Actes 5, 27-41 ; Psaume 30 ; Apocalypse 5, 11-14 ; Jean 21, 1-19
Jean 21, 1-19
Ayant bénéficié de la pêche miraculeuse et reçu le repas présenté par le Ressuscité, Pierre, face à Jésus lui demandant pour la troisième fois s'il l'aime, est attristé. Quelle est cette tristesse ? La triple question de Jésus révèle en Pierre celle de la vérité de son amour…

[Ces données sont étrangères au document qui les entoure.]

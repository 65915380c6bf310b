//! backplane-gateway - Status aggregation and command gating
//!
//! ```text
//!   caller ──► StatusAggregator ──► StatusCache (30 s)
//!                    │ miss/expired
//!                    ▼
//!        ┌───────────┼───────────┬───────────┐
//!        ▼           ▼           ▼           ▼
//!     redis     postgresql  elasticsearch  qdrant     (one task per probe)
//!
//!   caller ──► CommandGate ──► BackendRegistry ──► grammar ──► health ──► QueryExecutor
//! ```
//!
//! # Usage
//!
//! ```rust,ignore
//! let mut registry = BackendRegistry::new();
//! registry.register_backend(Arc::new(RedisBackend::new(&config.redis, timeout)?));
//!
//! let aggregator = Arc::new(StatusAggregator::new(Arc::new(registry), AggregatorConfig::default()));
//! let gate = CommandGate::new(aggregator.clone(), DEFAULT_COMMAND_TIMEOUT);
//!
//! let connected = aggregator.get_connected_count().await;
//! let members = gate.execute("redis", "SMEMBERS categories:all").await?;
//! ```

mod aggregator;
mod cache;
mod gate;
mod registry;

pub use aggregator::{AggregatorConfig, StatusAggregator, DEFAULT_STATUS_TTL, DEFAULT_SUMMARY_TTL};
pub use cache::StatusCache;
pub use gate::{CommandGate, DEFAULT_COMMAND_TIMEOUT};
pub use registry::{BackendRegistry, RegisteredBackend};

// Re-export core types for convenience
pub use backplane_core::{BackendError, BackendResult, BackendStatus, CommandOutput, StatusSnapshot};
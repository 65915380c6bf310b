//! API error types and conversions

use axum::http::StatusCode;
use axum::response::{IntoResponse, Response};
use axum::Json;
use backplane_core::BackendError;
use serde::Serialize;

/// API error type that converts to HTTP responses
#[derive(Debug)]
pub enum ApiError {
    /// 400 Bad Request
    BadRequest(String),
    /// 404 Not Found
    NotFound(String),
    /// 502 Bad Gateway (backend failed on a valid command)
    BadGateway(String),
    /// 503 Service Unavailable
    ServiceUnavailable(String),
    /// 504 Gateway Timeout
    GatewayTimeout(String),
}

/// Standard error response format
#[derive(Serialize)]
struct ErrorResponse {
    error: String,
    message: String,
}

impl IntoResponse for ApiError {
    fn into_response(self) -> Response {
        let (status, error_type, message) = match self {
            ApiError::BadRequest(msg) => (StatusCode::BAD_REQUEST, "bad_request", msg),
            ApiError::NotFound(msg) => (StatusCode::NOT_FOUND, "not_found", msg),
            ApiError::BadGateway(msg) => (StatusCode::BAD_GATEWAY, "bad_gateway", msg),
            ApiError::ServiceUnavailable(msg) => {
                (StatusCode::SERVICE_UNAVAILABLE, "service_unavailable", msg)
            }
            ApiError::GatewayTimeout(msg) => (StatusCode::GATEWAY_TIMEOUT, "gateway_timeout", msg),
        };

        if status.is_server_error() {
            tracing::error!(error = error_type, %message, "API error");
        } else if status.is_client_error() {
            tracing::debug!(error = error_type, %message, "API client error");
        }

        let body = Json(ErrorResponse {
            error: error_type.to_string(),
            message,
        });

        (status, body).into_response()
    }
}

impl From<BackendError> for ApiError {
    fn from(err: BackendError) -> Self {
        let message = err.to_string();
        match err {
            BackendError::UnknownBackend(_) => ApiError::NotFound(message),
            BackendError::CommandRejected { .. } => ApiError::BadRequest(message),
            BackendError::BackendUnavailable { .. } | BackendError::ConnectionRefused(_) => {
                ApiError::ServiceUnavailable(message)
            }
            BackendError::ConnectionTimeout(_) => ApiError::GatewayTimeout(message),
            BackendError::BackendExecution(_) => ApiError::BadGateway(message),
        }
    }
}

On sait qu'en grec dans notre texte, il y a deux mots différents pour dire aimer. Deux fois Jésus emploie le mot agapè, qui signifie aimer au sens de chérir, et qui implique un comportement actif, et donc en l'occurrence l'obéissance, le service. Et Pierre ne répond jamais avec ce mot-là. Il en emploie un autre, phileo qui n'est pas moins fort, mais qui suppose un état de relation plutôt qu'un engagement. Une relation, très forte en l'occurrence, mais qui semble moins impliquer apparemment. Oui, tu sais que nous sommes en relation d'amitié, que l'amour nous lie — telle est la réponse de Pierre. Pierre, honnête, ne donne pas la parole de l'engagement.
Alors Jésus, lui posant une troisième fois la question, emploie cette fois le mot de Pierre, phileo. Sommes-nous en relation d'amitié, d'amour réciproque ? Et Pierre acquiesce une troisième fois, mais il est triste. Quelle est cette tristesse ? Il n'a pas pu lui dire qu'il l'aimait, au sens d'un engagement de sa part ? Il sait, Jésus sait aussi, qu'ils sont en relation amicale, au sens le plus fort : il y a un véritable amour entre eux. Mais Pierre n'a pas dit la parole, le mot que Jésus a dit.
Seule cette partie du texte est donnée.